Records contained in a dataset:
[Start of Attachment]

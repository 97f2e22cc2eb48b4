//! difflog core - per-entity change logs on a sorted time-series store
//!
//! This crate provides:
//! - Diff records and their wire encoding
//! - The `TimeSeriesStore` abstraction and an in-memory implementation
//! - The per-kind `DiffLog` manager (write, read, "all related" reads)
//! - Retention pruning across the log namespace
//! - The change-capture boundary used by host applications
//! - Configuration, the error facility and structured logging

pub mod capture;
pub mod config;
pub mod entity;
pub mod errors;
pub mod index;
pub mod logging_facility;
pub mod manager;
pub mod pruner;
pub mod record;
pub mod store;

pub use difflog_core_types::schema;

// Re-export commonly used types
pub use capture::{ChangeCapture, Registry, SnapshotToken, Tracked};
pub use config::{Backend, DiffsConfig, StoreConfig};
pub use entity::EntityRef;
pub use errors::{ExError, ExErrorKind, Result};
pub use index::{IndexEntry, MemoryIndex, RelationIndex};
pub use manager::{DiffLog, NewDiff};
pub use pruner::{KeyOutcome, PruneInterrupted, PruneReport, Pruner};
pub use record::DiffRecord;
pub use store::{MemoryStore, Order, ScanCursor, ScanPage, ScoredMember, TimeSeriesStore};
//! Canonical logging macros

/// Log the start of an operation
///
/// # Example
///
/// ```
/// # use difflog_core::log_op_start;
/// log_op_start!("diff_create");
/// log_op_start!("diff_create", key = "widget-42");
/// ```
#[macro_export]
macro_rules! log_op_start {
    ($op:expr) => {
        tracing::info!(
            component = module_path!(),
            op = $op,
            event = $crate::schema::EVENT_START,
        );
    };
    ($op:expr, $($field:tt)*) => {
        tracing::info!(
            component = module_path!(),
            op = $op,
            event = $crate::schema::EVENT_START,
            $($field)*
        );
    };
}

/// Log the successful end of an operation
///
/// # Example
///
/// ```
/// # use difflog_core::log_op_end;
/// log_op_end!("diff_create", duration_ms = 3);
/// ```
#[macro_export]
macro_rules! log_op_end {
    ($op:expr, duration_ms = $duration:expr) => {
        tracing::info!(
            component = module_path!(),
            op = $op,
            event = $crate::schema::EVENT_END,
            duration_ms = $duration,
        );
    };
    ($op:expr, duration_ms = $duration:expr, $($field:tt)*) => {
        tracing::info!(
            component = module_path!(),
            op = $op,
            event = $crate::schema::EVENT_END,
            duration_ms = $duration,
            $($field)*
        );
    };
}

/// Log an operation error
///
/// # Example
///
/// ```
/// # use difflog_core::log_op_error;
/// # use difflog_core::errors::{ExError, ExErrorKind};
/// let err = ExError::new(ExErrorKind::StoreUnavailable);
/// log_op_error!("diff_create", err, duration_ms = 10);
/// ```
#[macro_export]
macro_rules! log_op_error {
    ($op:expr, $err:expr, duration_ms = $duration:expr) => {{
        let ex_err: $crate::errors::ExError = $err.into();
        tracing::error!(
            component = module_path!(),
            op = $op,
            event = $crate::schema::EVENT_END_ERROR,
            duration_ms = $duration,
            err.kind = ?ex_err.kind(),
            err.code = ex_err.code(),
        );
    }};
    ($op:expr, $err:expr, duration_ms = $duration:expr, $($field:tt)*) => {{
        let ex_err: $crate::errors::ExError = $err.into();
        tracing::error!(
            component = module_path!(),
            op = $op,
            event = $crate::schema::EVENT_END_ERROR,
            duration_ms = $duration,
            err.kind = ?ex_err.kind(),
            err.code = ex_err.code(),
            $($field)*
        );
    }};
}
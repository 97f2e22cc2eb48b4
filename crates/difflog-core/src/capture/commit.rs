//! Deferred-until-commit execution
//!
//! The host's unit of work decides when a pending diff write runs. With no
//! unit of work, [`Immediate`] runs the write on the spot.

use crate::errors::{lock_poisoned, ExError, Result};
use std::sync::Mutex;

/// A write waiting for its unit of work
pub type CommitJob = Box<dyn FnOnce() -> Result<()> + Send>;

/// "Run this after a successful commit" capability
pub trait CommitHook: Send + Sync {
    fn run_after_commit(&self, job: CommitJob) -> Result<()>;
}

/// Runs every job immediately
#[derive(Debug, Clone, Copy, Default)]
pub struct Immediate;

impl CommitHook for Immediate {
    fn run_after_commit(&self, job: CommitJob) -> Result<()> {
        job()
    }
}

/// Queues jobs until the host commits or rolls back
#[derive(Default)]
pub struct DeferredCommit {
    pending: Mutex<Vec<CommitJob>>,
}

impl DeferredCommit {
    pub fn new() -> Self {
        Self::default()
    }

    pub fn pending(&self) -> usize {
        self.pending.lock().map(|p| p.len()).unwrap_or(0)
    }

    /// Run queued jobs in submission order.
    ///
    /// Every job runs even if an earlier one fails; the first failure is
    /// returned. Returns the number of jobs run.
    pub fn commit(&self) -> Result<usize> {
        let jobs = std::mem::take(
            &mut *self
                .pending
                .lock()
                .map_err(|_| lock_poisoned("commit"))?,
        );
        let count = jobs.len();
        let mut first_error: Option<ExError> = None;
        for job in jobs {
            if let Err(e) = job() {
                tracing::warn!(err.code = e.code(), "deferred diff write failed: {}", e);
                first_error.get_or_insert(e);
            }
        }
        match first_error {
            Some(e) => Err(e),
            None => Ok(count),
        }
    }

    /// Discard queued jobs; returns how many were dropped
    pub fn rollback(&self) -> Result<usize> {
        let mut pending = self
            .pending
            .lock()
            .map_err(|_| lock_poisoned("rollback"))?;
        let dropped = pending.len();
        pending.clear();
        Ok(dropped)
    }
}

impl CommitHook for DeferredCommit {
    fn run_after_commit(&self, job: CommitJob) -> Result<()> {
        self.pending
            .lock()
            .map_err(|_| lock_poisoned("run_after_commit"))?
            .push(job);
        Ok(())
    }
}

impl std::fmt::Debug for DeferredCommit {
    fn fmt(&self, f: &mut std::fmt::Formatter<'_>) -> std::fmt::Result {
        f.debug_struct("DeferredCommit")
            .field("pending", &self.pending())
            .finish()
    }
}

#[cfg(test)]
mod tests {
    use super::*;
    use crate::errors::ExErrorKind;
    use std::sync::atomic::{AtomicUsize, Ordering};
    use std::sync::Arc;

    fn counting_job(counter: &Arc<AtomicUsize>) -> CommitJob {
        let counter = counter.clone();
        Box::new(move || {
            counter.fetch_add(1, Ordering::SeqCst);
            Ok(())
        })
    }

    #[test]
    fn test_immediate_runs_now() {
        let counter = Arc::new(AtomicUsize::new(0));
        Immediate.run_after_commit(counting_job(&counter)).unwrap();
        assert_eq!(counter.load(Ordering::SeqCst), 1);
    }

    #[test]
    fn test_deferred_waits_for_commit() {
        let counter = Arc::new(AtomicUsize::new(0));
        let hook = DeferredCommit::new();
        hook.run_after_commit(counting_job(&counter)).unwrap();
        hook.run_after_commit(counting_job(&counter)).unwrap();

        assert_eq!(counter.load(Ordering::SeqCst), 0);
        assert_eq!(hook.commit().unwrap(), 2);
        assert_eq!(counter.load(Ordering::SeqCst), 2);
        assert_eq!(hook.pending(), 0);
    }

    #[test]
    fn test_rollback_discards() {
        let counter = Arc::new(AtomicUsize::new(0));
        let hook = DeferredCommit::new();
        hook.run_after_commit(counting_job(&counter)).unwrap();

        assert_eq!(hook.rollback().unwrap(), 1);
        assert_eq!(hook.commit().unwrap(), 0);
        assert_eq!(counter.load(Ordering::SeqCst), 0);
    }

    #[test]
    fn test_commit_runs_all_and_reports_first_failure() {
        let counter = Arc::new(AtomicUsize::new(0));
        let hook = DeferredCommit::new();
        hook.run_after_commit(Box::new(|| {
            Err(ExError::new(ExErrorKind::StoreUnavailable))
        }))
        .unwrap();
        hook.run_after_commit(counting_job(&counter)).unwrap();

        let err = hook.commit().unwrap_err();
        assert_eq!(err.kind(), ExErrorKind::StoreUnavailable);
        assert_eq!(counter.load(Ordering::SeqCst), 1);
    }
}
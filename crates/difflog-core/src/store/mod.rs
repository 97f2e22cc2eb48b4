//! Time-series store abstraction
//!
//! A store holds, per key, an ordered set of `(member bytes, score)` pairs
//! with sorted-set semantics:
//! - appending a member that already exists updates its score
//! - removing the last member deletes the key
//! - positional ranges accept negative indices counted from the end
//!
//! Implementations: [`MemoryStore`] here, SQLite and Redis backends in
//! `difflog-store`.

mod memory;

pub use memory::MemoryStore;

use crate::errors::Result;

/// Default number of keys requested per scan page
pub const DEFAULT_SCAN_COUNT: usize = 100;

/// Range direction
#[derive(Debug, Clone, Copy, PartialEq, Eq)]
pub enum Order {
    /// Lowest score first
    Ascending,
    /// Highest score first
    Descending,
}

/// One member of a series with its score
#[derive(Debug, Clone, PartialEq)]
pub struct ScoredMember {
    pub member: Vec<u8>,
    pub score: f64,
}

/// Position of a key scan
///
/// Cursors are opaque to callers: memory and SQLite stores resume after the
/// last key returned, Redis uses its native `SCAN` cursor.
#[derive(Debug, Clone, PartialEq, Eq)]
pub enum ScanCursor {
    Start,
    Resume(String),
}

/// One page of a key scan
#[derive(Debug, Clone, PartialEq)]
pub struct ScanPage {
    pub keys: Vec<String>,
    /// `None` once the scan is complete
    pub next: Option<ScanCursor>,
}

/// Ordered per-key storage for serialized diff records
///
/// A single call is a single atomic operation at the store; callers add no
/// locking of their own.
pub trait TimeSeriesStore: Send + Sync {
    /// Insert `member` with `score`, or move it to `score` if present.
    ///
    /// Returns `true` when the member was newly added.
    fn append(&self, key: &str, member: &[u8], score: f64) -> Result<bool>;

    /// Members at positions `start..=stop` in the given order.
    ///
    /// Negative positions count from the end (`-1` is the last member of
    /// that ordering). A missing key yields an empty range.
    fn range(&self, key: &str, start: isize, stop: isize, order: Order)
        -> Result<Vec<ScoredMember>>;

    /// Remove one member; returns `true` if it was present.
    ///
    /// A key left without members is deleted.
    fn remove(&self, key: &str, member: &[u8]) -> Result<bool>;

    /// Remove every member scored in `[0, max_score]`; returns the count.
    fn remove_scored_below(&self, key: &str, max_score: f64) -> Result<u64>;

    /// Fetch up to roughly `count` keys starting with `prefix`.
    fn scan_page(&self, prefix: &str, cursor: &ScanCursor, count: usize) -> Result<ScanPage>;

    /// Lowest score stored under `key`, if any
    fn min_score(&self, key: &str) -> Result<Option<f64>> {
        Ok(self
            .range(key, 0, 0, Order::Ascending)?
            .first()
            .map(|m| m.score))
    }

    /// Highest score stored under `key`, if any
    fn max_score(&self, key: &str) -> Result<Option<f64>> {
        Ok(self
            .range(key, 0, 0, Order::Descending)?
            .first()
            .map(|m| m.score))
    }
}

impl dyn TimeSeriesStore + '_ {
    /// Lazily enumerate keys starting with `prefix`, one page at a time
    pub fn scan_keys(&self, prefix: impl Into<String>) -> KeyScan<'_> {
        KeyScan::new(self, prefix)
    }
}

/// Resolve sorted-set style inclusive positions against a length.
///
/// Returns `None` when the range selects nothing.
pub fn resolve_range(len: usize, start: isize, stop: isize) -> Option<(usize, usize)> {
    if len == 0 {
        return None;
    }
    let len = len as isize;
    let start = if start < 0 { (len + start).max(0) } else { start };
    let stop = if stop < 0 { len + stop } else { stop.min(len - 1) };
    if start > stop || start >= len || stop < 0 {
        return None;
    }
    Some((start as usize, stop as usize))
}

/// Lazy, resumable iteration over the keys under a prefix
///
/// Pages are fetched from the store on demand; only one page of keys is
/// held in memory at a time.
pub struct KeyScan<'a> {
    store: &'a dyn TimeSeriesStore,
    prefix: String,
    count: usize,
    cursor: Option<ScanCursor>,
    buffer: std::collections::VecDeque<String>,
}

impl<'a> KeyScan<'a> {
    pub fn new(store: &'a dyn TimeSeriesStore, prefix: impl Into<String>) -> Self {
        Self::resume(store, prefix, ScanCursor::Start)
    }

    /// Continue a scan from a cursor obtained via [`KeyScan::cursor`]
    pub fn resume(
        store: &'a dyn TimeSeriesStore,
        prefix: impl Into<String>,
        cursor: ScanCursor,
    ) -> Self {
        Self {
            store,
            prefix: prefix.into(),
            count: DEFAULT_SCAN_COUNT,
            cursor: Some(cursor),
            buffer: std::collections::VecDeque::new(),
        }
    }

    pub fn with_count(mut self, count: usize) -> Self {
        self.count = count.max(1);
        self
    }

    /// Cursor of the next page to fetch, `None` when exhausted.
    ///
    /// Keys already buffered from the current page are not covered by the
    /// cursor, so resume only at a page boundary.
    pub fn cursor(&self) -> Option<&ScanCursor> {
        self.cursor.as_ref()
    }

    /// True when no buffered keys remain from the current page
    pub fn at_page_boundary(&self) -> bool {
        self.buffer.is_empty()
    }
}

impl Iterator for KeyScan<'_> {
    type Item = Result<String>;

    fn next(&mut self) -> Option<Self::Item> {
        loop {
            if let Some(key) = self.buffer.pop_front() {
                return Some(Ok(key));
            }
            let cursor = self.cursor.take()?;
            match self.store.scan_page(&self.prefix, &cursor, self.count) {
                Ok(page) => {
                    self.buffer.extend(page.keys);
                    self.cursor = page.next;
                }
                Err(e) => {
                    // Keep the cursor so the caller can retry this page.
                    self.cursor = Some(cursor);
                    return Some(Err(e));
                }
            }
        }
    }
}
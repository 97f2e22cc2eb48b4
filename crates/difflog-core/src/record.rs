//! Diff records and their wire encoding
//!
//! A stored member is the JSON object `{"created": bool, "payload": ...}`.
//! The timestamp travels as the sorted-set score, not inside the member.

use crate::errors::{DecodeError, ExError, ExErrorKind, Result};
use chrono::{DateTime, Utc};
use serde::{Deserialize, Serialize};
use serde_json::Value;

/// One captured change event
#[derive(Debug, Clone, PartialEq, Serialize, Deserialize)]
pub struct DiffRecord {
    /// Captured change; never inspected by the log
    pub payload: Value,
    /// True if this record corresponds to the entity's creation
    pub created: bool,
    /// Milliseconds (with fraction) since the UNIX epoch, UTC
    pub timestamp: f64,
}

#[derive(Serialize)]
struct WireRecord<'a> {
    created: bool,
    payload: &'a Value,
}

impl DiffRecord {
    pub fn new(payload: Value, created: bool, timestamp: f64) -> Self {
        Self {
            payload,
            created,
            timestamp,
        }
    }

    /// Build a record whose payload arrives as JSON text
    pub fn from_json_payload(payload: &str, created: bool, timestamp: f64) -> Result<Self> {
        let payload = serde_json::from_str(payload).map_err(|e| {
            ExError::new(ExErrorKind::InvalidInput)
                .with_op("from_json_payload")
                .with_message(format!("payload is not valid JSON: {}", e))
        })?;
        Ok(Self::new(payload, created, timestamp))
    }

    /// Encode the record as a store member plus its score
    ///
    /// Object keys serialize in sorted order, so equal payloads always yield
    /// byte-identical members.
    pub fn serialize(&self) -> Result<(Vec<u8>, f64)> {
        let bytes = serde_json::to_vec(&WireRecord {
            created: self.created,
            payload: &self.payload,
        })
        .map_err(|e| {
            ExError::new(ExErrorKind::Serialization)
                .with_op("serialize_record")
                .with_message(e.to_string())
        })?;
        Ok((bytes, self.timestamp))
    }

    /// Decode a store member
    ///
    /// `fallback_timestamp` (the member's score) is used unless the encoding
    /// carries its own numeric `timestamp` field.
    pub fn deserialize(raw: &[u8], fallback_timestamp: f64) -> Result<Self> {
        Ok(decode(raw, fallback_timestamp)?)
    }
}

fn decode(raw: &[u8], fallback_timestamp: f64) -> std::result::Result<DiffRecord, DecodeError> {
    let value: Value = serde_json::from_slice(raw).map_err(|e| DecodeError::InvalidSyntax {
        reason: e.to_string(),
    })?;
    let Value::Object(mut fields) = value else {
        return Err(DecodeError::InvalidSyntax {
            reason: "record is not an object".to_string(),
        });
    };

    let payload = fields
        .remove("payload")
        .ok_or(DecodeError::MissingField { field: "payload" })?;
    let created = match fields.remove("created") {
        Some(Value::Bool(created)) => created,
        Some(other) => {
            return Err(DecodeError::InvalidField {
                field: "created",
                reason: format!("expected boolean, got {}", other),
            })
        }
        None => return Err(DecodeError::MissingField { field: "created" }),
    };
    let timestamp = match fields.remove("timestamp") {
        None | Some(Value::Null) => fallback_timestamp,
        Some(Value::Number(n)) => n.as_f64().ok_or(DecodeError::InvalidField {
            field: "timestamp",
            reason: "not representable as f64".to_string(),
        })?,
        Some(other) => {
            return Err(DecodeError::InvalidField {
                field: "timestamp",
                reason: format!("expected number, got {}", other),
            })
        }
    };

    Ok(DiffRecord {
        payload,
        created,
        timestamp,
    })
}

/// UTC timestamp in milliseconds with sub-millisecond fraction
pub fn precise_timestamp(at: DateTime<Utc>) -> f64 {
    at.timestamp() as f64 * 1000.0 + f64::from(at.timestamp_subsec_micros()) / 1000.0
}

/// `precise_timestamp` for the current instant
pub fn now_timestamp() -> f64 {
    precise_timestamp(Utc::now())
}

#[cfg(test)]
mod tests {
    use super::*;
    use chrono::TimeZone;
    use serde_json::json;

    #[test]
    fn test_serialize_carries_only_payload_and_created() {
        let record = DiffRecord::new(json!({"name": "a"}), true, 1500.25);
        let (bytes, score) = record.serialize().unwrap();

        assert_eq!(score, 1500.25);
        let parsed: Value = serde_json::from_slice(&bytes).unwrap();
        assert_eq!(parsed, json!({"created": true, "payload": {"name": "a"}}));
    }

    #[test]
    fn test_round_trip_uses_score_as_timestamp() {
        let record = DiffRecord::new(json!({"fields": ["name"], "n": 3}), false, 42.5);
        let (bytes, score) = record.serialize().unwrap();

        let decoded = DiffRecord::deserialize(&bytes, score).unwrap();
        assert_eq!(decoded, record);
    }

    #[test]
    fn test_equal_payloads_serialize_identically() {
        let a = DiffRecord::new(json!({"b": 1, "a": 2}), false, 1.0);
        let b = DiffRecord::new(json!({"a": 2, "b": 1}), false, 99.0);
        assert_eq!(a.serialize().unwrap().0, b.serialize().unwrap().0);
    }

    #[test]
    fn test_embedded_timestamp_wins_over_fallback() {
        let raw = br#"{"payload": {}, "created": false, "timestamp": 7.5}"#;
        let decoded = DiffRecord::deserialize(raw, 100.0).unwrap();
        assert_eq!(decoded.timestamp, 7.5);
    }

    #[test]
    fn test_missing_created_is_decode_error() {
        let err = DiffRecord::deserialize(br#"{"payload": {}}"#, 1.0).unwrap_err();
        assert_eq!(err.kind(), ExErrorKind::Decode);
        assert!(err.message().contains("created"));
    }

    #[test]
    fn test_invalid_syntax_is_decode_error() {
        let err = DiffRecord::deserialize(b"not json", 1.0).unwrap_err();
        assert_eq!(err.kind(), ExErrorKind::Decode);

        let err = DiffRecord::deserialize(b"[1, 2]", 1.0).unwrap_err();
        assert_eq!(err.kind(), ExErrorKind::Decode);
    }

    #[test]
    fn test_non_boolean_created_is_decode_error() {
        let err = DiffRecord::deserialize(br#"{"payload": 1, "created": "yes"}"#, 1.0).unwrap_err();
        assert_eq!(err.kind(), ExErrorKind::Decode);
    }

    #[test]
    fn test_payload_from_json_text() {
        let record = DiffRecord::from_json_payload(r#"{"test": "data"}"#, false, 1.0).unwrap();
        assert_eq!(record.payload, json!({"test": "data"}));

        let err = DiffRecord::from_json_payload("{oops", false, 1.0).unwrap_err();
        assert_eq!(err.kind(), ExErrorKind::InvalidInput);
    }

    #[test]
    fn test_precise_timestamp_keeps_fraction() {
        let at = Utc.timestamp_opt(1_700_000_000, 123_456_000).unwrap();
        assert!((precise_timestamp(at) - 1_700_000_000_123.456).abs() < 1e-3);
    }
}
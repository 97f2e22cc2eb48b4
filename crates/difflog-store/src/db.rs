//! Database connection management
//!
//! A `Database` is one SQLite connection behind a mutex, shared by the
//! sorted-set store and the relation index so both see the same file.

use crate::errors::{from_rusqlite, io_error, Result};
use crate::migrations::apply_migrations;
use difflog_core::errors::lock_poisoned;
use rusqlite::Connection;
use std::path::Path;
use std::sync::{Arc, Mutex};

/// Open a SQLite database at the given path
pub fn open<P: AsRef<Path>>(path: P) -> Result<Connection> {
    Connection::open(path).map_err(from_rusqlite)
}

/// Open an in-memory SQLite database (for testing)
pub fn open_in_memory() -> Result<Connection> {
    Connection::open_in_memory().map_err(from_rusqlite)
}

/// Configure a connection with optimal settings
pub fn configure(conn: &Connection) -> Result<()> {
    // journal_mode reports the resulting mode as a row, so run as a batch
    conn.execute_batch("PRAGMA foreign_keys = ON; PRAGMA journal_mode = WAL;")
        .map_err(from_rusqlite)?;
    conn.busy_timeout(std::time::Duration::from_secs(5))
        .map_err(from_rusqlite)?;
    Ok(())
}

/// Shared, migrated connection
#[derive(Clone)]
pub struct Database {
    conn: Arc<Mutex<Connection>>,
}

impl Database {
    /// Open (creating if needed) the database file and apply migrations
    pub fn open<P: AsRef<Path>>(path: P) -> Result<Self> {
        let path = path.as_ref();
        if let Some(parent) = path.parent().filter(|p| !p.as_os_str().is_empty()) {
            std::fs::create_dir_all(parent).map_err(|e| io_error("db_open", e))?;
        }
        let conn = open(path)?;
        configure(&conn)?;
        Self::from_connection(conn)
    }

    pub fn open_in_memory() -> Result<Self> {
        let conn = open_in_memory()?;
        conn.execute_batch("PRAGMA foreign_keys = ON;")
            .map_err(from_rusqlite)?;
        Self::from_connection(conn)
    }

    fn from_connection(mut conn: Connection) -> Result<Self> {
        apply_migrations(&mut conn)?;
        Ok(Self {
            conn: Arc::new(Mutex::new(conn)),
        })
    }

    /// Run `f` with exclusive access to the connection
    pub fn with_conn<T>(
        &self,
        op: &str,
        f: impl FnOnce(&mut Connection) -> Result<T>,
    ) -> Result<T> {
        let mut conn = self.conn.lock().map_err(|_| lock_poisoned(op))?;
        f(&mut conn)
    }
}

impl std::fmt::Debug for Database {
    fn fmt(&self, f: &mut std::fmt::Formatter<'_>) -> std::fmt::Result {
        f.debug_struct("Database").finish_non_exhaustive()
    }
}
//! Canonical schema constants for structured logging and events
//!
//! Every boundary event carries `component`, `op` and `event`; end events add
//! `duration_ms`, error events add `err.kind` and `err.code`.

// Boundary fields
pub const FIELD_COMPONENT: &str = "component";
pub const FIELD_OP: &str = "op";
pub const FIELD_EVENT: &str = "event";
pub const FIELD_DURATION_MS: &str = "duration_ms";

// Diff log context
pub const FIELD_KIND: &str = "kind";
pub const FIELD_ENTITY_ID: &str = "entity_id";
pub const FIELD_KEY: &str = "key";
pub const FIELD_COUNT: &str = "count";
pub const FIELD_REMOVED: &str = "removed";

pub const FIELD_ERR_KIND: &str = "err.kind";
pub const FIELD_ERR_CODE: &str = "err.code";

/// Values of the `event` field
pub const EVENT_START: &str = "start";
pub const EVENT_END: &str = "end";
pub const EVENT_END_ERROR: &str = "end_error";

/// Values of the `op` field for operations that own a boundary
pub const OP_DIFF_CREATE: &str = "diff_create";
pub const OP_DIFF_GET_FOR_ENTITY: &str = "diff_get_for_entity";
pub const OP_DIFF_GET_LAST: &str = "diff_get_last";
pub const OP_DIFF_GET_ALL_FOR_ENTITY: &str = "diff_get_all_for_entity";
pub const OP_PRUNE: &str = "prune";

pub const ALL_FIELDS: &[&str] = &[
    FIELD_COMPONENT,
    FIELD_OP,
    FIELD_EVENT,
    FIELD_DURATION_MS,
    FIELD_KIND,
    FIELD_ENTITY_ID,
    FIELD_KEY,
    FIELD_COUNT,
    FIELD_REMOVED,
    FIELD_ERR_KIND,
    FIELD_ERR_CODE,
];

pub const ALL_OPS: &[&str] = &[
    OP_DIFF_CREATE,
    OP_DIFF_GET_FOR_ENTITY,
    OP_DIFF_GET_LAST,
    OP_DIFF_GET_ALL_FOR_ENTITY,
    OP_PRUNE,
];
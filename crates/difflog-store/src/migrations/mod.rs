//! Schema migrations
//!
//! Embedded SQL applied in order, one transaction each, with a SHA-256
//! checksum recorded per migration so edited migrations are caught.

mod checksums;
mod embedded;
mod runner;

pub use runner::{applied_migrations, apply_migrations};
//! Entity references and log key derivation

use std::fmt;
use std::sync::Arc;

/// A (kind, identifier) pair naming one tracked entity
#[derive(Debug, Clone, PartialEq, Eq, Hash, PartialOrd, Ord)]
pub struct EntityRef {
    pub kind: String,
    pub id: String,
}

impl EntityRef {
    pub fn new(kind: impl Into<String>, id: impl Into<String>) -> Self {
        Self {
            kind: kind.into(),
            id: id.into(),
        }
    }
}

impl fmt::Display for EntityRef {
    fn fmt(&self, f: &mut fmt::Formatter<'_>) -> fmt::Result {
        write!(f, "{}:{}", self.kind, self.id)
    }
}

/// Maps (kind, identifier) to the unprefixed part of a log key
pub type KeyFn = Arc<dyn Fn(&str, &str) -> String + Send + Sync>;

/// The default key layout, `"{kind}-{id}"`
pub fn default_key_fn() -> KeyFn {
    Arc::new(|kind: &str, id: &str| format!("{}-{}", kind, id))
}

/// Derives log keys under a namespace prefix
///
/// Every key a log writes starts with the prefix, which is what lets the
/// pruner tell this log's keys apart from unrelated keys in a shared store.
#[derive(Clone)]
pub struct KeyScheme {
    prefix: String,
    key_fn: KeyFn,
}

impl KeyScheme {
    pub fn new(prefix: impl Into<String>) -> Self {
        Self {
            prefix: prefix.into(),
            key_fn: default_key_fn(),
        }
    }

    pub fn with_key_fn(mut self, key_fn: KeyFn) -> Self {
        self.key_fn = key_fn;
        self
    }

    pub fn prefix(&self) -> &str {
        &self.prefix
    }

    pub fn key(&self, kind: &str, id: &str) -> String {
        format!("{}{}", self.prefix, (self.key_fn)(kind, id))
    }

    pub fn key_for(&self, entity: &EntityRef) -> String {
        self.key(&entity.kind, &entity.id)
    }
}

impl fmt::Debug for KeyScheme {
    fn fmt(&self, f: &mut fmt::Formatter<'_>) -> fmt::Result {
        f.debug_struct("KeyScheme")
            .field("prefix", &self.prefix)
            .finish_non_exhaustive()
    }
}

[End of Attachment]

__Work to complete__
Could you write out, exactly as they stand, only the lines above that begin at the line with "pub enum ScanCursor" and stop after the line with "-> Result<Vec<ScoredMember>>;"?

__Response box__
pub enum ScanCursor {
    Start,
    Resume(String),
}

/// One page of a key scan
#[derive(Debug, Clone, PartialEq)]
pub struct ScanPage {
    pub keys: Vec<String>,
    /// `None` once the scan is complete
    pub next: Option<ScanCursor>,
}

/// Ordered per-key storage for serialized diff records
///
/// A single call is a single atomic operation at the store; callers add no
/// locking of their own.
pub trait TimeSeriesStore: Send + Sync {
    /// Insert `member` with `score`, or move it to `score` if present.
    ///
    /// Returns `true` when the member was newly added.
    fn append(&self, key: &str, member: &[u8], score: f64) -> Result<bool>;

    /// Members at positions `start..=stop` in the given order.
    ///
    /// Negative positions count from the end (`-1` is the last member of
    /// that ordering). A missing key yields an empty range.
    fn range(&self, key: &str, start: isize, stop: isize, order: Order)
        -> Result<Vec<ScoredMember>>;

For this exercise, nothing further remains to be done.